Sustainability attracts a lot of women as a career, and entry grades have a good gender mix. Even so, IEMA’s latest member survey (2018) shows that there is a 14.1% gender pay gap. This is 2.6% less than it was in the previous survey but still higher than the national average. The survey showed that women are under-represented in senior roles (the survey found 77% of ‘leadership’ roles are held by men), and in senior membership grades.

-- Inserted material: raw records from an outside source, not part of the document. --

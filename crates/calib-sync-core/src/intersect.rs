//! Common-marker intersection across a group of observations.

use nalgebra::Scalar;

use crate::error::SyncError;
use crate::observation::Observation;

/// Reduce `k >= 2` observations sharing one timestamp to their common
/// marker subset.
///
/// Runs a rolling-minimum sweep over the `k` sorted id lists: every id
/// where all cursors agree is kept, otherwise only the cursors at the
/// current minimum advance. Cost is O(sum of id-list lengths). Returns `k`
/// new observations restricted to the common ids (ascending), with corners
/// re-indexed four per marker; inputs are never mutated.
///
/// An empty common subset is returned as an empty result, not an error;
/// whether such a group still becomes a frame is the caller's
/// [`EmptyPolicy`](crate::EmptyPolicy) decision.
///
/// # Errors
///
/// Fails if the group has fewer than two members, the timestamps disagree,
/// or any observation violates its structural invariants.
pub fn intersect_group<T: Scalar>(
    group: &[&Observation<T>],
) -> Result<Vec<Observation<T>>, SyncError> {
    if group.len() < 2 {
        return Err(SyncError::GroupTooSmall(group.len()));
    }
    let timestamp = group[0].timestamp;
    for obs in group {
        obs.validate()?;
        if obs.timestamp != timestamp {
            return Err(SyncError::TimestampMismatch {
                expected: timestamp,
                found: obs.timestamp,
            });
        }
    }

    let mut cursors = vec![0usize; group.len()];
    let mut picks: Vec<Vec<usize>> = vec![Vec::new(); group.len()];

    'sweep: loop {
        // Any exhausted list ends the sweep; find the rolling minimum.
        let mut min_id = u32::MAX;
        for (obs, &cursor) in group.iter().zip(&cursors) {
            match obs.marker_ids.get(cursor) {
                Some(&id) => min_id = min_id.min(id),
                None => break 'sweep,
            }
        }

        let agreed = group
            .iter()
            .zip(&cursors)
            .all(|(obs, &cursor)| obs.marker_ids[cursor] == min_id);

        if agreed {
            for (k, cursor) in cursors.iter_mut().enumerate() {
                picks[k].push(*cursor);
                *cursor += 1;
            }
        } else {
            for (k, obs) in group.iter().enumerate() {
                if obs.marker_ids[cursors[k]] == min_id {
                    cursors[k] += 1;
                }
            }
        }
    }

    Ok(group
        .iter()
        .zip(&picks)
        .map(|(obs, positions)| obs.restricted(positions))
        .collect())
}

#[cfg(test)]
mod tests {
    use super::*;
    use crate::observation::{Correspondence, CORNERS_PER_MARKER};
    use approx::assert_relative_eq;
    use nalgebra::{Point2, Point3};

    fn obs(camera: usize, timestamp: u64, ids: &[u32]) -> Observation {
        let mut corners = Vec::new();
        for &id in ids {
            for k in 0..CORNERS_PER_MARKER {
                corners.push(Correspondence {
                    image: Point2::new(
                        camera as f64 * 1000.0 + id as f64 * 10.0 + k as f64,
                        id as f64,
                    ),
                    target: Point3::new(id as f64, k as f64, 0.0),
                });
            }
        }
        Observation::new(camera, timestamp, ids.to_vec(), corners).unwrap()
    }

    #[test]
    fn identical_inputs_are_returned_unchanged() {
        let a = obs(0, 5, &[1, 2, 9]);
        let b = obs(1, 5, &[1, 2, 9]);
        let out = intersect_group(&[&a, &b]).unwrap();
        assert_eq!(out[0], a);
        assert_eq!(out[1], b);
    }

    #[test]
    fn self_intersection_is_idempotent() {
        let a = obs(0, 5, &[3, 6, 11]);
        let out = intersect_group(&[&a, &a]).unwrap();
        assert_eq!(out[0], a);
        assert_eq!(out[1], a);
    }

    #[test]
    fn keeps_only_common_ids_across_three() {
        let a = obs(0, 5, &[1, 2, 5, 8]);
        let b = obs(1, 5, &[2, 3, 5, 9]);
        let c = obs(2, 5, &[0, 2, 5]);
        let out = intersect_group(&[&a, &b, &c]).unwrap();
        for (restricted, source) in out.iter().zip([&a, &b, &c]) {
            assert_eq!(restricted.marker_ids, vec![2, 5]);
            assert_eq!(restricted.camera_index, source.camera_index);
            // corners travel with their marker
            let pos = source.marker_ids.iter().position(|&id| id == 5).unwrap();
            for (kept, orig) in restricted
                .marker_corners(1)
                .iter()
                .zip(source.marker_corners(pos))
            {
                assert_relative_eq!(kept.image.x, orig.image.x);
                assert_relative_eq!(kept.image.y, orig.image.y);
                assert_relative_eq!(kept.target.x, orig.target.x);
            }
        }
    }

    #[test]
    fn disjoint_sets_give_empty_result() {
        let a = obs(0, 5, &[1, 3]);
        let b = obs(1, 5, &[2, 4]);
        let out = intersect_group(&[&a, &b]).unwrap();
        assert!(out[0].is_empty());
        assert!(out[1].is_empty());
        assert_eq!(out.len(), 2);
    }

    #[test]
    fn inputs_are_not_mutated() {
        let a = obs(0, 5, &[1, 2]);
        let b = obs(1, 5, &[2, 3]);
        let before = (a.clone(), b.clone());
        let _ = intersect_group(&[&a, &b]).unwrap();
        assert_eq!((a, b), before);
    }

    #[test]
    fn rejects_small_group() {
        let a = obs(0, 5, &[1]);
        assert!(matches!(
            intersect_group(&[&a]),
            Err(SyncError::GroupTooSmall(1))
        ));
    }

    #[test]
    fn rejects_mixed_timestamps() {
        let a = obs(0, 5, &[1]);
        let b = obs(1, 6, &[1]);
        assert!(matches!(
            intersect_group(&[&a, &b]),
            Err(SyncError::TimestampMismatch {
                expected: 5,
                found: 6
            })
        ));
    }

    #[test]
    fn rejects_invalid_observation() {
        let a = obs(0, 5, &[1, 2]);
        let mut bad = obs(1, 5, &[1, 2]);
        bad.marker_ids = vec![2, 1];
        assert!(matches!(
            intersect_group(&[&a, &bad]),
            Err(SyncError::InvalidObservation(_))
        ));
    }
}
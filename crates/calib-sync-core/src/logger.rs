//! Minimal logger.
//!
//! Prints `[elapsed LEVEL] message` to stderr. Install once at startup via
//! `init_with_level`; later calls are no-ops.

use std::io::Write;
use std::sync::OnceLock;
use std::time::Instant;

use log::{LevelFilter, Log, Metadata, Record};

#[cfg(feature = "tracing")]
use tracing_subscriber::fmt::format::FmtSpan;
#[cfg(feature = "tracing")]
use tracing_subscriber::util::SubscriberInitExt;
#[cfg(feature = "tracing")]
use tracing_subscriber::{fmt, EnvFilter};

struct ElapsedLogger {
    level: LevelFilter,
    started: Instant,
}

impl Log for ElapsedLogger {
    fn enabled(&self, metadata: &Metadata) -> bool {
        metadata.level() <= self.level
    }

    fn log(&self, record: &Record) {
        if !self.enabled(record.metadata()) {
            return;
        }
        let elapsed = self.started.elapsed().as_secs_f64();
        let _ = writeln!(
            std::io::stderr(),
            "[{:7.3}s {:>5}] {}",
            elapsed,
            record.level(),
            record.args()
        );
    }

    fn flush(&self) {}
}

static LOGGER: OnceLock<ElapsedLogger> = OnceLock::new();

/// Install the elapsed-time logger with the provided level filter.
pub fn init_with_level(level: LevelFilter) -> Result<(), log::SetLoggerError> {
    if LOGGER.get().is_none() {
        let logger = LOGGER.get_or_init(|| ElapsedLogger {
            level,
            started: Instant::now(),
        });
        log::set_logger(logger)?;
        log::set_max_level(level);
    }
    Ok(())
}

/// Install a tracing subscriber driven by `RUST_LOG`, plain or JSON.
#[cfg(feature = "tracing")]
pub fn init_tracing(json: bool) {
    let filter = EnvFilter::try_from_default_env().unwrap_or_else(|_| EnvFilter::new("info"));
    if json {
        let _ = fmt()
            .with_env_filter(filter)
            .with_span_events(FmtSpan::CLOSE)
            .json()
            .flatten_event(true)
            .finish()
            .try_init();
    } else {
        let _ = fmt()
            .with_env_filter(filter)
            .with_span_events(FmtSpan::CLOSE)
            .with_timer(fmt::time::Uptime::default())
            .finish()
            .try_init();
    }
}

#[cfg(test)]
mod tests {
    use super::*;

    #[test]
    fn init_error_propagates_as_boxed_error() {
        // callers bubble the setup failure with `?` into Box<dyn Error>
        fn is_error<E: std::error::Error>() {}
        is_error::<log::SetLoggerError>();

        init_with_level(LevelFilter::Info).unwrap();
        // repeated installs are a no-op, not an error
        init_with_level(LevelFilter::Debug).unwrap();
    }
}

As a Fellow of IEMA, I am in a tiny minority: 84% of the Fellows who responded to the survey are male.
And we’re not alone as a profession.
Gender discrimination happens:
- The gender pay gap is 13.9% for full-time workers
- -There are more men called John than women running FTSE 100 companies (17 Johns, 7 women)
- -54,000 women are forced to leave their job early every year as a result of poor treatment after they have a baby
- -78% of newspaper articles are written by men
- -74% of the House of Lords are men
- -….. Yet 20% of men aged 25-34 say gender equality has ‘gone too far’(and women speaking out are routinely ridiculed)
It’s not just gender where we fall down: the sustainability and environment field is overwhelmingly white, as IEMA’s research with NUS and the Equality Trust has shown. https://sustainability.nus.org.uk/our-research/our-research-reports/race-inclusivity-and-environmental-sustainability So as a profession, we have absolutely no room for complacency – and lots of room for improvement, regret and shame. We can and should be paying more attention to the diversity of our own profession and movement – for our colleagues, for the people we are working with to solve sustainability problems, and as part of our contribution to meeting Sustainable Development Goal 5 (gender equality) and 10 (reduced inequalities within and between countries).
So what can we do?
One of the exciting developments of recent years has been the emergence of events and networks for women. WINS – Women in Sustainability – runs a series of local networking events across the country. https://womeninsustainability.net/
She is Sustainable is a series of volunteer-led events for younger women starting out on their sustainability career, to hear from older women who have been around the block a few times. https://sheissustainable.org/
And in April 2020 I’ll be helping to run the third She is Still Sustainable, for women who are mid-career or beyond, working in or around sustainability. These events are an inspirational mix of speakers (including Farhana Yamin, Solitaire Townsend and IEMA’s very own Lynne Ceeney), workshop sessions and peer networking. The women who come along have a chance to celebrate their achievements so far, share their challenges and aspirations, and make plans for the next phase of their work and life.
These events are run for love not money, which means we can keep the ticket price really low. Do join us!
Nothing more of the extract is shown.